[Stored items]
//! Route paths served by the API.

pub const UPLOAD_PATH: &str = "/api/upload";
pub const HEALTH_PATH: &str = "/health";
pub const OPENAPI_PATH: &str = "/api/openapi.json";
//! Mediagate Processing Library
//!
//! Video inspection and re-encoding through ffprobe/ffmpeg, the duration tolerance
//! check, and the ingestion pipeline that ties them to a storage backend.

pub mod pipeline;
pub mod probe;
pub mod scratch;
pub mod tolerance;
pub mod transcode;
mod tools;

pub use pipeline::IngestionPipeline;
pub use probe::{parse_probe_output, DurationProbe, FfprobeDurationProbe};
pub use scratch::ScratchSpace;
pub use tolerance::within_tolerance;
pub use transcode::{scratch_suffix, FfmpegTranscoder, TranscodeSettings, Transcoder};
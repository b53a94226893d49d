//! Application setup and initialization
//!
//! Everything `main` needs to go from a loaded [`Config`] to a served router. The
//! pieces are split out so integration tests can build the same router around an
//! injected storage backend and pipeline.

pub mod routes;
pub mod server;
pub mod storage;
pub mod validation;

use crate::state::AppState;
use anyhow::{Context, Result};
use mediagate_core::Config;
use mediagate_processing::IngestionPipeline;
use mediagate_storage::Storage;
use std::sync::Arc;

/// Initialize the entire application
pub async fn initialize_app(config: Config) -> Result<(Arc<AppState>, axum::Router)> {
    // Validate configuration first - fail fast on misconfiguration
    validation::validate_config(&config).context("Configuration validation failed")?;

    crate::telemetry::init_telemetry(config.log_format())?;

    tracing::info!(
        environment = %config.environment(),
        "Configuration loaded and validated successfully"
    );

    let storage = storage::setup_storage(&config).await?;
    let state = build_state(config, storage)?;
    let router = routes::setup_routes(&state.config, state.clone())?;

    Ok((state, router))
}

/// Wire the ingestion pipeline around an already constructed storage backend.
pub fn build_state(config: Config, storage: Arc<dyn Storage>) -> Result<Arc<AppState>> {
    let pipeline = IngestionPipeline::from_config(&config, storage)
        .context("Failed to initialize ingestion pipeline")?;

    tracing::info!(
        ffprobe_path = %config.ffprobe_path(),
        ffmpeg_path = %config.ffmpeg_path(),
        max_concurrent_transcodes = config.max_concurrent_transcodes(),
        duration_tolerance_secs = config.duration_tolerance_secs(),
        "Ingestion pipeline initialized"
    );

    Ok(Arc::new(AppState { config, pipeline }))
}
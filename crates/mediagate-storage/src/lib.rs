//! Mediagate Storage Library
//!
//! This crate provides the storage abstraction the ingestion pipeline publishes to,
//! with an S3-compatible backend and a local filesystem backend.
//!
//! # Storage key format
//!
//! Every upload lands under `uploads/{filename}`, where the filename is
//! `{id}.{extension}`. Keys must not contain `..` or a leading `/`. Key generation
//! and validation live in the `keys` module so all backends stay consistent.

pub mod factory;
pub mod keys;
#[cfg(feature = "storage-local")]
pub mod local;
#[cfg(feature = "storage-s3")]
pub mod s3;
pub mod traits;

// Re-export commonly used types
pub use factory::create_storage;
pub use keys::generate_storage_key;
#[cfg(feature = "storage-local")]
pub use local::LocalStorage;
pub use mediagate_core::StorageBackend;
#[cfg(feature = "storage-s3")]
pub use s3::S3Storage;
pub use traits::{ObjectInfo, Storage, StorageError, StorageResult};
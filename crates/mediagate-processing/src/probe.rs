//! Duration probe - measures the true playback duration of a video container

use anyhow::{anyhow, Context, Result};
use async_trait::async_trait;
use bytes::Bytes;
use mediagate_core::ProcessingError;
use std::path::Path;
use std::process::Stdio;
use tokio::process::Command;

use crate::scratch::ScratchSpace;
use crate::tools::validate_executable_path;

/// Measures the duration of a video payload, independent of any caller claim.
#[async_trait]
pub trait DurationProbe: Send + Sync {
    /// Duration in seconds, or [`ProcessingError::ProbeFailed`].
    async fn probe(&self, data: &Bytes) -> Result<f64, ProcessingError>;
}

/// [`DurationProbe`] backed by the ffprobe executable.
pub struct FfprobeDurationProbe {
    ffprobe_path: String,
    scratch: ScratchSpace,
}

impl FfprobeDurationProbe {
    pub fn new(ffprobe_path: String, scratch: ScratchSpace) -> Result<Self> {
        validate_executable_path(&ffprobe_path).context("Invalid ffprobe_path")?;
        Ok(Self {
            ffprobe_path,
            scratch,
        })
    }

    #[tracing::instrument(skip(self), fields(
        process.executable.name = "ffprobe",
        process.executable.path = %self.ffprobe_path,
        ffmpeg.operation = "probe"
    ))]
    async fn probe_path(&self, video_path: &Path) -> Result<f64> {
        let start = std::time::Instant::now();

        let output = Command::new(&self.ffprobe_path)
            .args(["-v", "quiet", "-print_format", "json", "-show_format"])
            .arg(video_path)
            .stdin(Stdio::null())
            .output()
            .await
            .context("Failed to execute ffprobe")?;

        if !output.status.success() {
            return Err(anyhow!(
                "ffprobe exited with {}: {}",
                output.status,
                String::from_utf8_lossy(&output.stderr).trim()
            ));
        }

        let duration = parse_probe_output(&output.stdout)?;

        tracing::info!(
            duration_ms = start.elapsed().as_millis(),
            video_duration = duration,
            "Video probe completed"
        );

        Ok(duration)
    }
}

#[async_trait]
impl DurationProbe for FfprobeDurationProbe {
    async fn probe(&self, data: &Bytes) -> Result<f64, ProcessingError> {
        // The container is sniffed from content; the suffix is only a hint.
        let input = self.scratch.write("probe-", ".mp4", data).await.map_err(|e| {
            tracing::error!(error = %e, "Failed to write probe scratch file");
            ProcessingError::ProbeFailed
        })?;

        self.probe_path(input.path()).await.map_err(|e| {
            tracing::error!(error = %format!("{:#}", e), "Duration probe failed");
            ProcessingError::ProbeFailed
        })
    }
}

/// Extract `format.duration` from ffprobe's JSON output.
///
/// ffprobe reports the duration as a decimal string; a bare number is accepted too.
pub fn parse_probe_output(stdout: &[u8]) -> Result<f64> {
    let probe_data: serde_json::Value =
        serde_json::from_slice(stdout).context("Failed to parse ffprobe output")?;

    let duration = &probe_data["format"]["duration"];
    let duration = duration
        .as_str()
        .and_then(|d| d.trim().parse::<f64>().ok())
        .or_else(|| duration.as_f64())
        .ok_or_else(|| anyhow!("Could not parse duration"))?;

    if !duration.is_finite() || duration < 0.0 {
        return Err(anyhow!("Implausible duration: {}", duration));
    }

    Ok(duration)
}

**WORK INSTRUCTIONS:** When you reach the line holding "pub use scratch::ScratchSpace;" in the records above, begin reproducing exactly, stop after the line holding "served router. The", and output nothing else.

**RESULT FOR THIS TASK:**
pub use scratch::ScratchSpace;
pub use tolerance::within_tolerance;
pub use transcode::{scratch_suffix, FfmpegTranscoder, TranscodeSettings, Transcoder};
repository b53a94226893d49d
//! Application setup and initialization
//!
//! Everything `main` needs to go from a loaded [`Config`] to a served router. The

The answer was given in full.